Segment Start: Dataset entries

use sqlx::{postgres::PgPoolOptions, types::Json};
use uuid::Uuid;

use super::{CommentStore, Error, IdentityStore, Outcome, PostStore, Result, Unique};
use crate::model::{
	Comment, Media, NewComment, NewPost, NewUser, Post, PostChanges, Profile, ProfileChanges,
	Session, User,
};

pub type Database = sqlx::Pool<sqlx::Postgres>;

const POST_COLUMNS: &str =
	"id, content, media, author_id, tags, likes, comments, created_at, updated_at";
const COMMENT_COLUMNS: &str = "id, content, author_id, post_id, created_at, updated_at";

/// A [`Store`](super::Store) backed by Postgres.
///
/// Conditional mutations are expressed as single guarded statements, so the
/// database's row-level atomicity is all the synchronization needed.
#[derive(Clone)]
pub struct PgStore {
	database: Database,
}

#[derive(sqlx::FromRow)]
struct PostRow {
	id: Uuid,
	content: String,
	media: Json<Vec<Media>>,
	author_id: Uuid,
	tags: Vec<String>,
	likes: Vec<Uuid>,
	comments: Vec<Uuid>,
	created_at: chrono::DateTime<chrono::Utc>,
	updated_at: chrono::DateTime<chrono::Utc>,
}

impl From<PostRow> for Post {
	fn from(row: PostRow) -> Self {
		Self {
			id: row.id,
			content: row.content,
			media: row.media.0,
			author: row.author_id,
			tags: row.tags,
			likes: row.likes,
			comments: row.comments,
			created_at: row.created_at,
			updated_at: row.updated_at,
		}
	}
}

/// Maps a violated unique constraint on `"user"` to [`Error::Duplicate`].
fn duplicate(e: sqlx::Error) -> Error {
	let unique = match &e {
		sqlx::Error::Database(d) => match d.constraint() {
			Some("user_email_key") => Some(Unique::Email),
			Some("user_username_key") => Some(Unique::Username),
			_ => None,
		},
		_ => None,
	};

	unique.map_or_else(|| Error::from(e), Error::Duplicate)
}

impl PgStore {
	pub fn new(database: Database) -> Self {
		Self { database }
	}

	/// Connects to the database and applies pending migrations.
	pub async fn connect(url: &str, max_connections: u32) -> Result<Self> {
		let database = PgPoolOptions::new()
			.max_connections(max_connections)
			.connect(url)
			.await?;

		sqlx::migrate!("./migrations").run(&database).await?;

		Ok(Self::new(database))
	}

	async fn post_exists(&self, id: Uuid) -> Result<bool> {
		let exists = sqlx::query_scalar::<_, bool>("SELECT EXISTS (SELECT 1 FROM post WHERE id = $1)")
			.bind(id)
			.fetch_one(&self.database)
			.await?;

		Ok(exists)
	}

	async fn guarded(&self, id: Uuid, row: Option<PostRow>) -> Result<Outcome<Post>> {
		Ok(match row {
			Some(row) => Outcome::Applied(row.into()),
			None if self.post_exists(id).await? => Outcome::Unchanged,
			None => Outcome::Missing,
		})
	}
}

#[axum::async_trait]
impl IdentityStore for PgStore {
	async fn insert_user(&self, user: NewUser) -> Result<User> {
		sqlx::query_as::<_, User>(
			r#"
				INSERT INTO "user" (id, email, password, name, username)
				VALUES ($1, $2, $3, $4, $5)
				RETURNING *
			"#,
		)
		.bind(user.id)
		.bind(&user.email)
		.bind(&user.password)
		.bind(&user.name)
		.bind(&user.username)
		.fetch_one(&self.database)
		.await
		.map_err(duplicate)
	}

	async fn user_by_email(&self, email: &str) -> Result<Option<User>> {
		let user = sqlx::query_as::<_, User>(r#"SELECT * FROM "user" WHERE email = $1"#)
			.bind(email)
			.fetch_optional(&self.database)
			.await?;

		Ok(user)
	}

	async fn update_user(&self, id: Uuid, changes: ProfileChanges) -> Result<Option<User>> {
		sqlx::query_as::<_, User>(
			r#"
				UPDATE "user"
				SET
					name = COALESCE($2, name),
					username = COALESCE($3, username),
					bio = COALESCE($4, bio),
					location = COALESCE($5, location),
					avatar = COALESCE($6, avatar),
					cover_image = COALESCE($7, cover_image)
				WHERE id = $1
				RETURNING *
			"#,
		)
		.bind(id)
		.bind(changes.name)
		.bind(changes.username)
		.bind(changes.bio)
		.bind(changes.location)
		.bind(changes.avatar)
		.bind(changes.cover_image)
		.fetch_optional(&self.database)
		.await
		.map_err(duplicate)
	}

	async fn insert_session(&self, user_id: Uuid) -> Result<Session> {
		let session = sqlx::query_as::<_, Session>(
			"INSERT INTO session (user_id) VALUES ($1) RETURNING *",
		)
		.bind(user_id)
		.fetch_one(&self.database)
		.await?;

		Ok(session)
	}

	async fn session_user(&self, session_id: Uuid) -> Result<Option<User>> {
		let user = sqlx::query_as::<_, User>(
			r#"
				SELECT * FROM "user" WHERE id = (
					SELECT user_id FROM session WHERE id = $1
				)
			"#,
		)
		.bind(session_id)
		.fetch_optional(&self.database)
		.await?;

		Ok(user)
	}

	async fn delete_session(&self, session_id: Uuid) -> Result<()> {
		sqlx::query("DELETE FROM session WHERE id = $1")
			.bind(session_id)
			.execute(&self.database)
			.await?;

		Ok(())
	}

	async fn profiles(&self, ids: &[Uuid]) -> Result<Vec<Profile>> {
		if ids.is_empty() {
			return Ok(Vec::new());
		}

		let profiles = sqlx::query_as::<_, Profile>(
			r#"SELECT id, name, username, avatar FROM "user" WHERE id = ANY($1)"#,
		)
		.bind(ids)
		.fetch_all(&self.database)
		.await?;

		Ok(profiles)
	}
}

#[axum::async_trait]
impl PostStore for PgStore {
	async fn insert_post(&self, post: NewPost) -> Result<Post> {
		let row = sqlx::query_as::<_, PostRow>(&format!(
			r#"
				INSERT INTO post (author_id, content, media, tags)
				VALUES ($1, $2, $3, $4)
				RETURNING {POST_COLUMNS}
			"#
		))
		.bind(post.author)
		.bind(&post.content)
		.bind(Json(&post.media))
		.bind(&post.tags)
		.fetch_one(&self.database)
		.await?;

		Ok(row.into())
	}

	async fn post(&self, id: Uuid) -> Result<Option<Post>> {
		let row = sqlx::query_as::<_, PostRow>(&format!(
			"SELECT {POST_COLUMNS} FROM post WHERE id = $1"
		))
		.bind(id)
		.fetch_optional(&self.database)
		.await?;

		Ok(row.map(Post::from))
	}

	async fn owned_post(&self, id: Uuid, author: Uuid) -> Result<Option<Post>> {
		let row = sqlx::query_as::<_, PostRow>(&format!(
			"SELECT {POST_COLUMNS} FROM post WHERE id = $1 AND author_id = $2"
		))
		.bind(id)
		.bind(author)
		.fetch_optional(&self.database)
		.await?;

		Ok(row.map(Post::from))
	}

	async fn posts(&self, limit: i64, offset: i64) -> Result<Vec<Post>> {
		let rows = sqlx::query_as::<_, PostRow>(&format!(
			r#"
				SELECT {POST_COLUMNS} FROM post
				ORDER BY created_at DESC, id DESC
				LIMIT $1 OFFSET $2
			"#
		))
		.bind(limit)
		.bind(offset)
		.fetch_all(&self.database)
		.await?;

		Ok(rows.into_iter().map(Post::from).collect())
	}

	async fn count_posts(&self) -> Result<i64> {
		let count = sqlx::query_scalar::<_, i64>("SELECT COUNT(*) FROM post")
			.fetch_one(&self.database)
			.await?;

		Ok(count)
	}

	async fn update_post(
		&self,
		id: Uuid,
		author: Uuid,
		changes: PostChanges,
	) -> Result<Option<Post>> {
		let row = sqlx::query_as::<_, PostRow>(&format!(
			r#"
				UPDATE post
				SET content = COALESCE($1, content), tags = COALESCE($2, tags), updated_at = now()
				WHERE id = $3 AND author_id = $4
				RETURNING {POST_COLUMNS}
			"#
		))
		.bind(changes.content)
		.bind(changes.tags)
		.bind(id)
		.bind(author)
		.fetch_optional(&self.database)
		.await?;

		Ok(row.map(Post::from))
	}

	async fn delete_post(&self, id: Uuid) -> Result<bool> {
		let status = sqlx::query("DELETE FROM post WHERE id = $1")
			.bind(id)
			.execute(&self.database)
			.await?;

		Ok(status.rows_affected() > 0)
	}

	async fn add_like(&self, post: Uuid, user: Uuid) -> Result<Outcome<Post>> {
		let row = sqlx::query_as::<_, PostRow>(&format!(
			r#"
				UPDATE post
				SET likes = array_append(likes, $2), updated_at = now()
				WHERE id = $1 AND NOT ($2 = ANY(likes))
				RETURNING {POST_COLUMNS}
			"#
		))
		.bind(post)
		.bind(user)
		.fetch_optional(&self.database)
		.await?;

		self.guarded(post, row).await
	}

	async fn remove_like(&self, post: Uuid, user: Uuid) -> Result<Outcome<Post>> {
		let row = sqlx::query_as::<_, PostRow>(&format!(
			r#"
				UPDATE post
				SET likes = array_remove(likes, $2), updated_at = now()
				WHERE id = $1 AND $2 = ANY(likes)
				RETURNING {POST_COLUMNS}
			"#
		))
		.bind(post)
		.bind(user)
		.fetch_optional(&self.database)
		.await?;

		self.guarded(post, row).await
	}
}

#[axum::async_trait]
impl CommentStore for PgStore {
	async fn insert_comment(&self, comment: NewComment) -> Result<Option<Comment>> {
		let mut tx = self.database.begin().await?;

		// Locks the post row until commit, so a concurrent delete cannot slip in between.
		let attached = sqlx::query(
			r#"
				UPDATE post
				SET comments = array_append(comments, $2), updated_at = now()
				WHERE id = $1
			"#,
		)
		.bind(comment.post)
		.bind(comment.id)
		.execute(&mut *tx)
		.await?;

		if attached.rows_affected() == 0 {
			return Ok(None);
		}

		let comment = sqlx::query_as::<_, Comment>(&format!(
			r#"
				INSERT INTO comment (id, content, author_id, post_id)
				VALUES ($1, $2, $3, $4)
				RETURNING {COMMENT_COLUMNS}
			"#
		))
		.bind(comment.id)
		.bind(&comment.content)
		.bind(comment.author)
		.bind(comment.post)
		.fetch_one(&mut *tx)
		.await?;

		tx.commit().await?;

		Ok(Some(comment))
	}

	async fn comment(&self, id: Uuid) -> Result<Option<Comment>> {
		let comment = sqlx::query_as::<_, Comment>(&format!(
			"SELECT {COMMENT_COLUMNS} FROM comment WHERE id = $1"
		))
		.bind(id)
		.fetch_optional(&self.database)
		.await?;

		Ok(comment)
	}

	async fn owned_comment(&self, id: Uuid, author: Uuid) -> Result<Option<Comment>> {
		let comment = sqlx::query_as::<_, Comment>(&format!(
			"SELECT {COMMENT_COLUMNS} FROM comment WHERE id = $1 AND author_id = $2"
		))
		.bind(id)
		.bind(author)
		.fetch_optional(&self.database)
		.await?;

		Ok(comment)
	}

	async fn comments_of(&self, posts: &[Uuid]) -> Result<Vec<Comment>> {
		if posts.is_empty() {
			return Ok(Vec::new());
		}

		let comments = sqlx::query_as::<_, Comment>(&format!(
			r#"
				SELECT {COMMENT_COLUMNS} FROM comment
				WHERE post_id = ANY($1)
				ORDER BY created_at ASC, id ASC
			"#
		))
		.bind(posts)
		.fetch_all(&self.database)
		.await?;

		Ok(comments)
	}

	async fn detach_comment(&self, post: Uuid, comment: Uuid) -> Result<()> {
		sqlx::query(
			r#"
				UPDATE post
				SET comments = array_remove(comments, $2), updated_at = now()
				WHERE id = $1
			"#,
		)
		.bind(post)
		.bind(comment)
		.execute(&self.database)
		.await?;

		Ok(())
	}

	async fn delete_comment(&self, id: Uuid) -> Result<bool> {
		let status = sqlx::query("DELETE FROM comment WHERE id = $1")
			.bind(id)
			.execute(&self.database)
			.await?;

		Ok(status.rows_affected() > 0)
	}

	async fn delete_comments_of(&self, post: Uuid) -> Result<u64> {
		let status = sqlx::query("DELETE FROM comment WHERE post_id = $1")
			.bind(post)
			.execute(&self.database)
			.await?;

		Ok(status.rows_affected())
	}
}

Segment End: Dataset entries

** Goal of the exercise **
What is needed is a verbatim copy of every line in the records above from the one containing "INSERT INTO post" down to the one containing "async fn post(&self, id: Uuid)", both included, and nothing more.

** Answer to this exercise **
				INSERT INTO post (author_id, content, media, tags)
				VALUES ($1, $2, $3, $4)
				RETURNING {POST_COLUMNS}
			"#
		))
		.bind(post.author)
		.bind(&post.content)
		.bind(Json(&post.media))
		.bind(&post.tags)
		.fetch_one(&self.database)
		.await?;

		Ok(row.into())
	}

	async fn post(&self, id: Uuid) -> Result<Option<Post>> {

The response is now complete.